What is expected: All entries below are to be copied precisely as they appear.

--- Material supplied ---

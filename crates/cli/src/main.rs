//! The `pyro` command-line driver.
//!
//! `pyro [flags] [file] [args...]` runs a script (then its `$main()` if
//! defined) or opens the REPL; `pyro check` compiles without executing;
//! `pyro test` runs `$test_*` functions; `pyro time` benchmarks `$time_*`
//! functions.
//!
//! Exit codes: 0 on success, 1 on a user panic (or whatever `$exit()`
//! requested), 2 on an argument-parsing failure.

mod repl;

use std::path::{Path, PathBuf};
use std::process::ExitCode;

use clap::{Parser, Subcommand};
use pyro_vm::{Halt, Vm};

#[derive(Parser, Debug)]
#[command(
    name = "pyro",
    version,
    about = "The Pyro programming language",
    args_conflicts_with_subcommands = true
)]
struct Cli {
    #[command(subcommand)]
    command: Option<Command>,

    /// Script file to run. With no file, opens the REPL.
    file: Option<PathBuf>,

    /// Arguments passed to the script as $args.
    #[arg(trailing_var_arg = true)]
    args: Vec<String>,

    #[command(flatten)]
    options: SharedOptions,
}

#[derive(Parser, Debug, Clone)]
struct SharedOptions {
    /// Adds a directory to the list checked when importing modules.
    /// Repeatable.
    #[arg(short = 'i', long = "import-root", value_name = "DIR", global = true)]
    import_roots: Vec<String>,

    /// Sets the maximum memory allocation, e.g. 64K, 10M, 1G.
    #[arg(short = 'm', long = "max-memory", value_name = "BYTES", global = true)]
    max_memory: Option<String>,

    /// Sets the value-stack size in bytes.
    #[arg(short = 's', long = "stack-size", value_name = "BYTES", global = true)]
    stack_size: Option<String>,
}

#[derive(Subcommand, Debug)]
enum Command {
    /// Compiles files without executing them; exits 1 if any fails.
    Check { files: Vec<PathBuf> },

    /// Executes each file, then runs its $test_* functions.
    Test { files: Vec<PathBuf> },

    /// Executes each file, then times its $time_* functions.
    Time {
        files: Vec<PathBuf>,

        /// The number of runs to average over.
        #[arg(long = "num-runs", value_name = "N", default_value_t = 10)]
        num_runs: usize,
    },
}

fn main() -> ExitCode {
    env_logger::init();
    let cli = Cli::parse();

    let options = cli.options;
    let result = match cli.command {
        Some(Command::Check { files }) => cmd_check(&files, &options),
        Some(Command::Test { files }) => cmd_test(&files, &options),
        Some(Command::Time { files, num_runs }) => cmd_time(&files, num_runs, &options),
        None => match cli.file {
            Some(file) => cmd_run(&file, &cli.args, &options),
            None => repl::run(&options),
        },
    };

    match result {
        Ok(code) => code,
        Err(message) => {
            eprintln!("error: {message}");
            ExitCode::from(2)
        }
    }
}

/// Parses a byte count with an optional K/M/G suffix.
fn parse_byte_size(text: &str) -> Result<usize, String> {
    let text = text.trim();
    let (digits, multiplier) = match text.chars().last() {
        Some('K') | Some('k') => (&text[..text.len() - 1], 1024),
        Some('M') | Some('m') => (&text[..text.len() - 1], 1024 * 1024),
        Some('G') | Some('g') => (&text[..text.len() - 1], 1024 * 1024 * 1024),
        _ => (text, 1),
    };
    digits
        .parse::<usize>()
        .map(|n| n * multiplier)
        .map_err(|_| format!("invalid byte count '{text}'"))
}

/// Builds a VM configured from the shared options, the
/// `PYRO_IMPORT_ROOTS` environment variable, and the script location.
pub(crate) fn build_vm(options: &SharedOptions, script: Option<&Path>) -> Result<Vm, String> {
    let mut vm = Vm::new();

    if let Some(max_memory) = &options.max_memory {
        vm.set_max_memory(parse_byte_size(max_memory)?);
    }
    if let Some(stack_size) = &options.stack_size {
        let bytes = parse_byte_size(stack_size)?;
        vm.set_stack_limit(bytes / std::mem::size_of::<pyro_vm::Value>());
    }

    // Root zero: the script's own directory, or the CWD for the REPL.
    let first_root = match script.and_then(|path| path.parent()) {
        Some(parent) if !parent.as_os_str().is_empty() => parent.to_string_lossy().into_owned(),
        _ => ".".to_string(),
    };
    add_root(&mut vm, &first_root)?;

    for root in &options.import_roots {
        add_root(&mut vm, root)?;
    }
    if let Ok(env_roots) = std::env::var("PYRO_IMPORT_ROOTS") {
        for root in env_roots.split(':').filter(|root| !root.is_empty()) {
            add_root(&mut vm, root)?;
        }
    }

    Ok(vm)
}

fn add_root(vm: &mut Vm, root: &str) -> Result<(), String> {
    vm.add_import_root(root)
        .map_err(|_| "out of memory while configuring import roots".to_string())
}

fn halt_exit_code(halt: &Halt) -> ExitCode {
    match halt {
        Halt::Exit(code) => ExitCode::from((*code & 0xFF) as u8),
        Halt::Panic(_) => ExitCode::from(1),
    }
}

fn cmd_run(file: &Path, args: &[String], options: &SharedOptions) -> Result<ExitCode, String> {
    log::debug!("running {}", file.display());
    let mut vm = build_vm(options, Some(file))?;

    let mut all_args = vec![file.to_string_lossy().into_owned()];
    all_args.extend_from_slice(args);
    if vm.set_args(&all_args).is_err() {
        return Err("out of memory while setting $args".to_string());
    }

    if let Err(halt) = vm.exec_file_as_main(&file.to_string_lossy()) {
        return Ok(halt_exit_code(&halt));
    }
    if let Err(halt) = vm.run_main_func() {
        return Ok(halt_exit_code(&halt));
    }
    Ok(ExitCode::SUCCESS)
}

fn cmd_check(files: &[PathBuf], options: &SharedOptions) -> Result<ExitCode, String> {
    let mut failed = false;
    for file in files {
        let mut vm = build_vm(options, Some(file))?;
        if vm.try_compile_file(&file.to_string_lossy()).is_err() {
            failed = true;
        } else {
            println!("  OK {}", file.display());
        }
    }
    Ok(if failed {
        ExitCode::from(1)
    } else {
        ExitCode::SUCCESS
    })
}

fn cmd_test(files: &[PathBuf], options: &SharedOptions) -> Result<ExitCode, String> {
    let mut total_passed = 0;
    let mut total_failed = 0;

    for file in files {
        println!("{}", file.display());
        let mut vm = build_vm(options, Some(file))?;

        if let Err(halt) = vm.exec_file_as_main(&file.to_string_lossy()) {
            if matches!(halt, Halt::Exit(_)) {
                return Ok(halt_exit_code(&halt));
            }
            println!("  FAIL (file failed to execute)");
            total_failed += 1;
            continue;
        }

        match vm.run_test_funcs() {
            Ok((passed, failed)) => {
                println!("  {passed} passed, {failed} failed");
                total_passed += passed;
                total_failed += failed;
            }
            Err(halt) => return Ok(halt_exit_code(&halt)),
        }
    }

    println!("\n{total_passed} passed, {total_failed} failed");
    Ok(if total_failed > 0 {
        ExitCode::from(1)
    } else {
        ExitCode::SUCCESS
    })
}

fn cmd_time(files: &[PathBuf], num_runs: usize, options: &SharedOptions) -> Result<ExitCode, String> {
    for file in files {
        println!("{}", file.display());
        let mut vm = build_vm(options, Some(file))?;

        if let Err(halt) = vm.exec_file_as_main(&file.to_string_lossy()) {
            return Ok(halt_exit_code(&halt));
        }
        if let Err(halt) = vm.run_time_funcs(num_runs) {
            return Ok(halt_exit_code(&halt));
        }
    }
    Ok(ExitCode::SUCCESS)
}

---

Final answer:
filename crates/cli/src/main.rs
//! The `pyro` command-line driver.
//!
//! `pyro [flags] [file] [args...]` runs a script (then its `$main()` if
//! defined) or opens the REPL; `pyro check` compiles without executing;
//! `pyro test` runs `$test_*` functions; `pyro time` benchmarks `$time_*`
//! functions.
//!
//! Exit codes: 0 on success, 1 on a user panic (or whatever `$exit()`
//! requested), 2 on an argument-parsing failure.

mod repl;

use std::path::{Path, PathBuf};
use std::process::ExitCode;

use clap::{Parser, Subcommand};
use pyro_vm::{Halt, Vm};

#[derive(Parser, Debug)]
#[command(
    name = "pyro",
    version,
    about = "The Pyro programming language",
    args_conflicts_with_subcommands = true
)]
struct Cli {
    #[command(subcommand)]
    command: Option<Command>,

    /// Script file to run. With no file, opens the REPL.
    file: Option<PathBuf>,

    /// Arguments passed to the script as $args.
    #[arg(trailing_var_arg = true)]
    args: Vec<String>,

    #[command(flatten)]
    options: SharedOptions,
}

#[derive(Parser, Debug, Clone)]
struct SharedOptions {
    /// Adds a directory to the list checked when importing modules.
    /// Repeatable.
    #[arg(short = 'i', long = "import-root", value_name = "DIR", global = true)]
    import_roots: Vec<String>,

    /// Sets the maximum memory allocation, e.g. 64K, 10M, 1G.
    #[arg(short = 'm', long = "max-memory", value_name = "BYTES", global = true)]
    max_memory: Option<String>,

    /// Sets the value-stack size in bytes.
    #[arg(short = 's', long = "stack-size", value_name = "BYTES", global = true)]
    stack_size: Option<String>,
}

#[derive(Subcommand, Debug)]
enum Command {
    /// Compiles files without executing them; exits 1 if any fails.
    Check { files: Vec<PathBuf> },

    /// Executes each file, then runs its $test_* functions.
    Test { files: Vec<PathBuf> },

    /// Executes each file, then times its $time_* functions.
    Time {
        files: Vec<PathBuf>,

        /// The number of runs to average over.
        #[arg(long = "num-runs", value_name = "N", default_value_t = 10)]
        num_runs: usize,
    },
}

fn main() -> ExitCode {
    env_logger::init();
    let cli = Cli::parse();

    let options = cli.options;
    let result = match cli.command {
        Some(Command::Check { files }) => cmd_check(&files, &options),
        Some(Command::Test { files }) => cmd_test(&files, &options),
        Some(Command::Time { files, num_runs }) => cmd_time(&files, num_runs, &options),
        None => match cli.file {
            Some(file) => cmd_run(&file, &cli.args, &options),
            None => repl::run(&options),
        },
    };

    match result {
        Ok(code) => code,
        Err(message) => {
            eprintln!("error: {message}");
            ExitCode::from(2)
        }
    }
}

/// Parses a byte count with an optional K/M/G suffix.
fn parse_byte_size(text: &str) -> Result<usize, String> {
    let text = text.trim();
    let (digits, multiplier) = match text.chars().last() {
        Some('K') | Some('k') => (&text[..text.len() - 1], 1024),
        Some('M') | Some('m') => (&text[..text.len() - 1], 1024 * 1024),
        Some('G') | Some('g') => (&text[..text.len() - 1], 1024 * 1024 * 1024),
        _ => (text, 1),
    };
    digits
        .parse::<usize>()
        .map(|n| n * multiplier)
        .map_err(|_| format!("invalid byte count '{text}'"))
}

/// Builds a VM configured from the shared options, the
/// `PYRO_IMPORT_ROOTS` environment variable, and the script location.
pub(crate) fn build_vm(options: &SharedOptions, script: Option<&Path>) -> Result<Vm, String> {
    let mut vm = Vm::new();

    if let Some(max_memory) = &options.max_memory {
        vm.set_max_memory(parse_byte_size(max_memory)?);
    }
    if let Some(stack_size) = &options.stack_size {
        let bytes = parse_byte_size(stack_size)?;
        vm.set_stack_limit(bytes / std::mem::size_of::<pyro_vm::Value>());
    }

    // Root zero: the script's own directory, or the CWD for the REPL.
    let first_root = match script.and_then(|path| path.parent()) {
        Some(parent) if !parent.as_os_str().is_empty() => parent.to_string_lossy().into_owned(),
        _ => ".".to_string(),
    };
    add_root(&mut vm, &first_root)?;

    for root in &options.import_roots {
        add_root(&mut vm, root)?;
    }
    if let Ok(env_roots) = std::env::var("PYRO_IMPORT_ROOTS") {
        for root in env_roots.split(':').filter(|root| !root.is_empty()) {
            add_root(&mut vm, root)?;
        }
    }

    Ok(vm)
}

fn add_root(vm: &mut Vm, root: &str) -> Result<(), String> {
    vm.add_import_root(root)
        .map_err(|_| "out of memory while configuring import roots".to_string())
}

fn halt_exit_code(halt: &Halt) -> ExitCode {
    match halt {
        Halt::Exit(code) => ExitCode::from((*code & 0xFF) as u8),
        Halt::Panic(_) => ExitCode::from(1),
    }
}

fn cmd_run(file: &Path, args: &[String], options: &SharedOptions) -> Result<ExitCode, String> {
    log::debug!("running {}", file.display());
    let mut vm = build_vm(options, Some(file))?;

    let mut all_args = vec![file.to_string_lossy().into_owned()];
    all_args.extend_from_slice(args);
    if vm.set_args(&all_args).is_err() {
        return Err("out of memory while setting $args".to_string());
    }

    if let Err(halt) = vm.exec_file_as_main(&file.to_string_lossy()) {
        return Ok(halt_exit_code(&halt));
    }
    if let Err(halt) = vm.run_main_func() {
        return Ok(halt_exit_code(&halt));
    }
    Ok(ExitCode::SUCCESS)
}

fn cmd_check(files: &[PathBuf], options: &SharedOptions) -> Result<ExitCode, String> {
    let mut failed = false;
    for file in files {
        let mut vm = build_vm(options, Some(file))?;
        if vm.try_compile_file(&file.to_string_lossy()).is_err() {
            failed = true;
        } else {
            println!("  OK {}", file.display());
        }
    }
    Ok(if failed {
        ExitCode::from(1)
    } else {
        ExitCode::SUCCESS
    })
}

fn cmd_test(files: &[PathBuf], options: &SharedOptions) -> Result<ExitCode, String> {
    let mut total_passed = 0;
    let mut total_failed = 0;

    for file in files {
        println!("{}", file.display());
        let mut vm = build_vm(options, Some(file))?;

        if let Err(halt) = vm.exec_file_as_main(&file.to_string_lossy()) {
            if matches!(halt, Halt::Exit(_)) {
                return Ok(halt_exit_code(&halt));
            }
            println!("  FAIL (file failed to execute)");
            total_failed += 1;
            continue;
        }

        match vm.run_test_funcs() {
            Ok((passed, failed)) => {
                println!("  {passed} passed, {failed} failed");
                total_passed += passed;
                total_failed += failed;
            }
            Err(halt) => return Ok(halt_exit_code(&halt)),
        }
    }

    println!("\n{total_passed} passed, {total_failed} failed");
    Ok(if total_failed > 0 {
        ExitCode::from(1)
    } else {
        ExitCode::SUCCESS
    })
}

fn cmd_time(files: &[PathBuf], num_runs: usize, options: &SharedOptions) -> Result<ExitCode, String> {
    for file in files {
        println!("{}", file.display());
        let mut vm = build_vm(options, Some(file))?;

        if let Err(halt) = vm.exec_file_as_main(&file.to_string_lossy()) {
            return Ok(halt_exit_code(&halt));
        }
        if let Err(halt) = vm.run_time_funcs(num_runs) {
            return Ok(halt_exit_code(&halt));
        }
    }
    Ok(ExitCode::SUCCESS)
}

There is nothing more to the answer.